:: Aim of the exercise ::
There is material below. Print exactly the lines starting at the line with "Opens the store" and ending at the line with "missing, and ensures the schema.", ends included, and no others.

:: Provided data ::
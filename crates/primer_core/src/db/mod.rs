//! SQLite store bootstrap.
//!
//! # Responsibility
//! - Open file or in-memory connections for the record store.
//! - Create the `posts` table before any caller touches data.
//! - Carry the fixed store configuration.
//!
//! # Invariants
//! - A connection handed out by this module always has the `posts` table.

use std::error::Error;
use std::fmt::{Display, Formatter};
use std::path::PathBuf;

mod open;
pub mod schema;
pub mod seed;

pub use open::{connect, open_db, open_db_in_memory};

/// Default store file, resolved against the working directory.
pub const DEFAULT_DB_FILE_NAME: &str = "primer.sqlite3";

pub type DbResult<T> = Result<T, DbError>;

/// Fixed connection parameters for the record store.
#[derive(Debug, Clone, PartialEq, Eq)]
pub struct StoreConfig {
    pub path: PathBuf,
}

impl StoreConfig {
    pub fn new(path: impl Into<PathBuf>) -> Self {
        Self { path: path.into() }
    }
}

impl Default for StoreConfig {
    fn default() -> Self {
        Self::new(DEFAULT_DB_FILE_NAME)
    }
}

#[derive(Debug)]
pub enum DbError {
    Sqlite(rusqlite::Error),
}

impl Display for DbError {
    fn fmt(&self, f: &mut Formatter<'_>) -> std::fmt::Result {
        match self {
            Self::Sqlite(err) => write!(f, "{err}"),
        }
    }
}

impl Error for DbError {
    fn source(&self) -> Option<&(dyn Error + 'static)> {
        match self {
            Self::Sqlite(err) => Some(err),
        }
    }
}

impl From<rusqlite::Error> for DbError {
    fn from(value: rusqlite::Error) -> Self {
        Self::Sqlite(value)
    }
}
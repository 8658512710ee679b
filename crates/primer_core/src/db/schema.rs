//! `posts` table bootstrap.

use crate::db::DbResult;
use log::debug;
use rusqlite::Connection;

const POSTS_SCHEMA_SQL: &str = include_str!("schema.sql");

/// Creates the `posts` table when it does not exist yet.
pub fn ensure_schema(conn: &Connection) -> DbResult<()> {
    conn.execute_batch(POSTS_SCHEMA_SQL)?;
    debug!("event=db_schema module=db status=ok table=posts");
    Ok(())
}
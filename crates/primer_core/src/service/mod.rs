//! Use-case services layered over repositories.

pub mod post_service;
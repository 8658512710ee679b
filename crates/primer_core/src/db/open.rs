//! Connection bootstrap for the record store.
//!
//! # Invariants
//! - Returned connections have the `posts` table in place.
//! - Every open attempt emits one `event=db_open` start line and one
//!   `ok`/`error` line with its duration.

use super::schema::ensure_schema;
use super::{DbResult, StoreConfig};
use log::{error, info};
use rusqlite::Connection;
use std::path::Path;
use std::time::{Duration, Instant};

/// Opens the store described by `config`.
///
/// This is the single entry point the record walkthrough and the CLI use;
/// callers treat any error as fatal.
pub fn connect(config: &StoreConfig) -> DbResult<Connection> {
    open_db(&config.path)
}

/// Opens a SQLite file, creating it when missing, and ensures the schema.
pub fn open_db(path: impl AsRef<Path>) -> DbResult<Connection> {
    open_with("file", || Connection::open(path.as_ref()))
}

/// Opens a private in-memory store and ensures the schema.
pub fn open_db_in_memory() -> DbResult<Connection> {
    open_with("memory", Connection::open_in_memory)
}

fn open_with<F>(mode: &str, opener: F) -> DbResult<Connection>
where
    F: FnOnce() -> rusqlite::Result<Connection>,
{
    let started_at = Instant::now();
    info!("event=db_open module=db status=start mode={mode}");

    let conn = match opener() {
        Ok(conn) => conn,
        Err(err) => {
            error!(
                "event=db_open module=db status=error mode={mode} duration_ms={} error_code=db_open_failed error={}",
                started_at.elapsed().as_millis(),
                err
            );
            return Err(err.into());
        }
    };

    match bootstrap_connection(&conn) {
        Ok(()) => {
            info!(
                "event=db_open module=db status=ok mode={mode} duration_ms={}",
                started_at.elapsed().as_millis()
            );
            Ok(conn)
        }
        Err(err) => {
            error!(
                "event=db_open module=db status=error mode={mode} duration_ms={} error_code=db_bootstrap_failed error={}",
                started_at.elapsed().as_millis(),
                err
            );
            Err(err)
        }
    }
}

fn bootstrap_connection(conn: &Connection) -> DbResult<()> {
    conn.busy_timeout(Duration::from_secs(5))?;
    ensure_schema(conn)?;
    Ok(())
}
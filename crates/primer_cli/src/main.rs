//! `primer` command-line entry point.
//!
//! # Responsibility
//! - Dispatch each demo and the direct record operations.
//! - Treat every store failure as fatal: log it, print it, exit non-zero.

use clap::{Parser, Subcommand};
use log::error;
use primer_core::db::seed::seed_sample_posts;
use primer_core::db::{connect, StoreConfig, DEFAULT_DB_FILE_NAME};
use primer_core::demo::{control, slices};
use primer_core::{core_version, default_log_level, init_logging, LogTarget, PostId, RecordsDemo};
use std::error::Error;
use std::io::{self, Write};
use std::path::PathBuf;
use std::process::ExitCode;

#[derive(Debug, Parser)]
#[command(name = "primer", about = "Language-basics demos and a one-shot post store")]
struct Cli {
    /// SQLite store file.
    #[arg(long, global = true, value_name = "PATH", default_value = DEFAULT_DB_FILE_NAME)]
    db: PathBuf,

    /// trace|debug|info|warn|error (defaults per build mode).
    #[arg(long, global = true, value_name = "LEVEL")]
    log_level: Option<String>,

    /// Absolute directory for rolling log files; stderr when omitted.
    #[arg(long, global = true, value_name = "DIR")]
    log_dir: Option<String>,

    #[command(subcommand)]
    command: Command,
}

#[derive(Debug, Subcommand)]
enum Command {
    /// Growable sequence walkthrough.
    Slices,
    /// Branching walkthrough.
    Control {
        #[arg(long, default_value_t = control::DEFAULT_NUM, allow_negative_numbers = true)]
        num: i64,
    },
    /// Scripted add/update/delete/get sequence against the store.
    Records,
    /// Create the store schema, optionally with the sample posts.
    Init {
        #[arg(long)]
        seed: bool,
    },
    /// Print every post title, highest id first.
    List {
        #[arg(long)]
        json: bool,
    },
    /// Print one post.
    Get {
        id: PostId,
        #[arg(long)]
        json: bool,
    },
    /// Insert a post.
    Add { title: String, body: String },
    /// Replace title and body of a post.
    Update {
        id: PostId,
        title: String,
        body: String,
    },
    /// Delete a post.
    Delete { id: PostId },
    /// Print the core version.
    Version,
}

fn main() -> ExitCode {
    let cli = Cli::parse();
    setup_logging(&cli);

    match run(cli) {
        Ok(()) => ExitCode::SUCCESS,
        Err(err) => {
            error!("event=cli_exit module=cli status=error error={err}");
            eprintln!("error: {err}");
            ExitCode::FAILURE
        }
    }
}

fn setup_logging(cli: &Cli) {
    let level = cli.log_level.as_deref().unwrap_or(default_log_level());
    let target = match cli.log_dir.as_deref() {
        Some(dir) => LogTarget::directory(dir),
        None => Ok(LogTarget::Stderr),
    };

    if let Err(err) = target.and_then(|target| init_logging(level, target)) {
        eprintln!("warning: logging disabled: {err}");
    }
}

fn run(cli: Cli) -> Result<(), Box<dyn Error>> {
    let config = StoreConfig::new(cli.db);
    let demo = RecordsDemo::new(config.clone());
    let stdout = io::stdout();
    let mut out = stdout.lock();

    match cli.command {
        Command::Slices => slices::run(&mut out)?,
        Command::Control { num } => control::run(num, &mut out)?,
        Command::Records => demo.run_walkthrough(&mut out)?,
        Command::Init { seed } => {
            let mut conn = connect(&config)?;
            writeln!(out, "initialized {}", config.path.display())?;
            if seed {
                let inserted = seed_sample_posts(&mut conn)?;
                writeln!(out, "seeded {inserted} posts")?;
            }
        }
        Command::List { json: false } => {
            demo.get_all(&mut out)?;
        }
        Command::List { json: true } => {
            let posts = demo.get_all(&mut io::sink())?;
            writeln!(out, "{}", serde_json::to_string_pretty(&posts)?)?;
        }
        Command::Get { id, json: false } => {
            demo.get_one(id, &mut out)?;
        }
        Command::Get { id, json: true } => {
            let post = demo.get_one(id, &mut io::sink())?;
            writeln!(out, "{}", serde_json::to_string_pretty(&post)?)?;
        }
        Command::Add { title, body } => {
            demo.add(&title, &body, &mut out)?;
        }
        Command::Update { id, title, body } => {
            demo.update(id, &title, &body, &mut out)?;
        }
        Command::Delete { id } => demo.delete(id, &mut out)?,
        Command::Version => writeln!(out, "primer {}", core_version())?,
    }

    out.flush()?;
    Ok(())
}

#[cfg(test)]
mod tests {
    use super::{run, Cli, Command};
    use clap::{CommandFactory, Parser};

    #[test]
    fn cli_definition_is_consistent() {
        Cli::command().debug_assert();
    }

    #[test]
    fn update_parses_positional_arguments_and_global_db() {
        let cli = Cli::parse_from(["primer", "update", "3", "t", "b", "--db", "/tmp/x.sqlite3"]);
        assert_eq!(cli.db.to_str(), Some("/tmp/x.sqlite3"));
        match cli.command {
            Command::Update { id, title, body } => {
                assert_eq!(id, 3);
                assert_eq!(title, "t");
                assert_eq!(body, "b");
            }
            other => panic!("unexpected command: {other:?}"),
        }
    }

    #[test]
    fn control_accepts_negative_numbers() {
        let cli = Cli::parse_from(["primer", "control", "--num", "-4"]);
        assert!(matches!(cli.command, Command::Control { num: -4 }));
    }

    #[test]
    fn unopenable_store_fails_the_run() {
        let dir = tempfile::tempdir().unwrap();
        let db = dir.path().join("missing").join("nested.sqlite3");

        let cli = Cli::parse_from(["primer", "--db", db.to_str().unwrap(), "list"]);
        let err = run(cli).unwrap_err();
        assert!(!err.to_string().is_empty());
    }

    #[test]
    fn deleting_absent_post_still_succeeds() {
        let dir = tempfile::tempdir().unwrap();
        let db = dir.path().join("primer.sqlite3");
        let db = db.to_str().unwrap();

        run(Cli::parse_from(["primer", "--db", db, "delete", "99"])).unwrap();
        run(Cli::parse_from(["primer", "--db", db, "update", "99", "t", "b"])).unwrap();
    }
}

:: Result ::
/// Opens the store described by `config`.
///
/// This is the single entry point the record walkthrough and the CLI use;
/// callers treat any error as fatal.
pub fn connect(config: &StoreConfig) -> DbResult<Connection> {
    open_db(&config.path)
}

/// Opens a SQLite file, creating it when missing, and ensures the schema.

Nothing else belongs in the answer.